As hints I will a) point you at section 2.5 of the DWARF spec, and b) mention that argument and extern directives instruct the caller and runtime respectively to push entries onto the stack.

Your homework is to see how much of the language and runtime you can infer from this one function.

You may ask questions.

Infinity compiler

When I said I’d never written a compiler, that’s actually a lie: I did some work on the Ceylon compiler a few years back. It wasn’t a very enriching experience but at least I know what ASTs and visitors are.

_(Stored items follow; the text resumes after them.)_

//! Disk-space gauges for the cache filesystem.

use std::path::Path;

use nix::sys::statvfs::statvfs;
use tracing::warn;

use crate::metrics::Metrics;

/// Refresh the available/used/total space gauges from `statvfs` on the cache
/// root. Called after every write-producing step and on the GC timer; a probe
/// failure is logged and leaves the gauges at their previous values.
pub fn update_free_disk_space(metrics: &Metrics, cache_root: &Path) {
    match statvfs(cache_root) {
        Ok(stat) => {
            let frsize = stat.fragment_size() as u64;
            let available = stat.blocks_available() as u64 * frsize;
            let used = (stat.blocks() as u64 - stat.blocks_free() as u64) * frsize;
            let total = stat.blocks() as u64 * frsize;
            metrics.disk_cache_available_bytes.set(available as i64);
            metrics.disk_cache_used_bytes.set(used as i64);
            metrics.disk_cache_total_bytes.set(total as i64);
        }
        Err(err) => {
            warn!(path = %cache_root.display(), error = %err, "statvfs on cache root failed");
        }
    }
}

#[cfg(test)]
mod tests {
    use super::*;
    use crate::metrics::MetricsRegistry;

    #[test]
    fn probe_sets_gauges() {
        let reg = MetricsRegistry::new();
        let tmp = tempfile::tempdir().unwrap();
        update_free_disk_space(&reg.metrics, tmp.path());
        assert!(reg.metrics.disk_cache_total_bytes.get() > 0);
    }
}
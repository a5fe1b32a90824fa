//! Nexus assets-API listing dialect.
//!
//! Pages through `GET <base>` / `GET <base>&continuationToken=<token>` where
//! each page is a JSON [`NexusAssetsResponse`]. Only the `path` of each item
//! feeds the shared fetch-if-absent action; the other fields are carried for
//! completeness of the wire model.

use std::collections::HashMap;

use serde::Deserialize;
use tracing::warn;

use super::Prefetcher;
use crate::config::Repo;

// ---------------------------------------------------------------------------
// Wire model
// ---------------------------------------------------------------------------

/// One asset record from the Nexus listing API. Only `path` drives the
/// prefetcher; the remaining fields mirror the wire format.
#[derive(Debug, Clone, Deserialize)]
#[serde(rename_all = "camelCase")]
#[allow(dead_code)]
pub struct NexusItem {
    #[serde(default)]
    pub download_url: String,
    pub path: String,
    #[serde(default)]
    pub id: String,
    #[serde(default)]
    pub repository: String,
    #[serde(default)]
    pub format: String,
    #[serde(default)]
    pub checksum: HashMap<String, String>,
}

/// One page of the assets listing. An empty or absent continuation token
/// marks the last page.
#[derive(Debug, Clone, Deserialize)]
#[serde(rename_all = "camelCase")]
pub struct NexusAssetsResponse {
    #[serde(default)]
    pub items: Vec<NexusItem>,
    #[serde(default)]
    pub continuation_token: Option<String>,
}

// ---------------------------------------------------------------------------
// Pass
// ---------------------------------------------------------------------------

/// Enumerate one repo through the assets API. Any transport, status, or
/// decode error ends this pass; the next tick starts a fresh one.
pub(super) async fn run_pass(p: &Prefetcher, name: &str, repo: &Repo, base: &str) {
    let metrics = &p.state.metrics.metrics;
    let mut continuation: Option<String> = None;

    loop {
        let url = match &continuation {
            Some(token) => format!("{base}&continuationToken={token}"),
            None => base.to_string(),
        };

        metrics.prefetch_list_request_count.inc();
        let resp = match p.client.get(&url).send().await {
            Ok(resp) => resp,
            Err(err) => {
                metrics.prefetch_list_error_count.inc();
                warn!(repo = %name, error = %err, "prefetcher: listing request failed");
                return;
            }
        };
        if resp.status() != reqwest::StatusCode::OK {
            metrics.prefetch_list_error_count.inc();
            warn!(repo = %name, status = %resp.status(), "prefetcher: listing returned error status");
            return;
        }

        let page: NexusAssetsResponse = match resp.json().await {
            Ok(page) => page,
            Err(err) => {
                metrics.prefetch_list_error_count.inc();
                warn!(repo = %name, error = %err, "prefetcher: failed to decode assets response");
                return;
            }
        };

        for item in &page.items {
            if let Err(err) = p.process(name, repo, &item.path).await {
                metrics.prefetch_download_error_count.inc();
                warn!(
                    repo = %name,
                    path = %item.path,
                    error = %err,
                    "prefetcher: failed to process listed item"
                );
            }
        }

        match page.continuation_token {
            Some(token) if !token.is_empty() => continuation = Some(token),
            _ => return,
        }
    }
}

// ---------------------------------------------------------------------------
// Tests
// ---------------------------------------------------------------------------
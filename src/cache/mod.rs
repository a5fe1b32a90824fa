//! On-disk cache layout.
//!
//! Every repo owns two directories under the cache root:
//! `<root>/<repo>/temp/` for in-flight downloads and `<root>/<repo>/final/`
//! as the canonical read surface. A path under `final/` either does not
//! exist or holds a complete object; partially written files only ever live
//! under `temp/`.

use std::path::{Path, PathBuf};

use anyhow::{Context, Result};

pub mod gc;
pub mod tempfile;

/// Reject filenames that could address anything outside a repo's `final/`
/// directory. The filename is the raw client- or listing-supplied suffix;
/// it never gets canonicalised, so every dangerous byte sequence must be
/// refused up front.
pub fn is_unsafe_filename(filename: &str) -> bool {
    filename.starts_with("../")
        || filename.starts_with('/')
        || filename.ends_with("/..")
        || filename.ends_with('/')
        || filename.contains("//")
        || filename.contains("/../")
        || filename.contains("/./")
        || filename.contains('\\')
}

// ---------------------------------------------------------------------------
// CacheLayout
// ---------------------------------------------------------------------------

/// Maps repo names to their on-disk cache directories.
#[derive(Debug, Clone)]
pub struct CacheLayout {
    /// Cache root, `cache/` relative to the working directory by default.
    pub root: PathBuf,
}

impl CacheLayout {
    pub fn new(root: impl Into<PathBuf>) -> Self {
        Self { root: root.into() }
    }

    /// `<root>/<repo>`
    pub fn repo_dir(&self, repo: &str) -> PathBuf {
        self.root.join(repo)
    }

    /// `<root>/<repo>/temp`
    pub fn temp_dir(&self, repo: &str) -> PathBuf {
        self.repo_dir(repo).join("temp")
    }

    /// `<root>/<repo>/final`
    pub fn final_dir(&self, repo: &str) -> PathBuf {
        self.repo_dir(repo).join("final")
    }

    /// Canonical cache location for a file of a repo.
    ///
    /// `filename` must already have passed [`is_unsafe_filename`].
    pub fn final_path(&self, repo: &str, filename: &str) -> PathBuf {
        self.final_dir(repo).join(filename)
    }

    /// Create the `temp/` and `final/` directories for a repo.
    pub async fn ensure_repo_dirs(&self, repo: &str) -> Result<()> {
        for dir in [self.temp_dir(repo), self.final_dir(repo)] {
            tokio::fs::create_dir_all(&dir)
                .await
                .with_context(|| format!("failed to create cache directory {}", dir.display()))?;
        }
        Ok(())
    }

    /// Create the parent directory of a final path, if it has one below
    /// `final/`. Called just before a temp file is materialised.
    pub async fn ensure_final_parent(&self, repo: &str, filename: &str) -> Result<()> {
        if let Some(parent) = Path::new(filename).parent() {
            if !parent.as_os_str().is_empty() {
                let dir = self.final_dir(repo).join(parent);
                tokio::fs::create_dir_all(&dir).await.with_context(|| {
                    format!("failed to create final subdirectory {}", dir.display())
                })?;
            }
        }
        Ok(())
    }
}

// ---------------------------------------------------------------------------
// Tests
// ---------------------------------------------------------------------------
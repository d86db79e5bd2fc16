use eframe::egui::Color32;

/// Fixed palette for the chat surface: pale cyan backdrop, cream
/// bubbles, blue user text, green bot text.
pub struct Theme {
    pub backdrop: Color32,
    pub bubble_fill: Color32,
    pub user_text: Color32,
    pub bot_text: Color32,
    pub timestamp: Color32,
    pub error: Color32,
}

impl Default for Theme {
    fn default() -> Self {
        Self {
            backdrop: Color32::from_rgb(224, 247, 250),
            bubble_fill: Color32::from_rgb(255, 253, 208),
            user_text: Color32::from_rgb(90, 155, 213),
            bot_text: Color32::from_rgb(46, 139, 87),
            timestamp: Color32::from_rgb(85, 85, 85),
            error: Color32::from_rgb(178, 34, 34),
        }
    }
}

Anyway, the C-like syntax I talked about Friday might have been a little optimistic. I wanted the source to not be full of stack-shuffling but that’s not going to happen. Partly because I’d been assuming that the problem of compiling to a stack-based instruction set was solved: I was thinking of Java, but of course Java has local variables so it’s not exactly a stack-based instruction set, it’s stack and 65,536 registers–kind of the opposite problem! I didn’t find much online about compiling to stack-based instruction sets other than “it’s hard”.

I could probably manage something, but given that the total output of the compiler for glibc will likely be a hundred or so bytes of instructions, it doesn’t make sense to spend a huge amount of time on it.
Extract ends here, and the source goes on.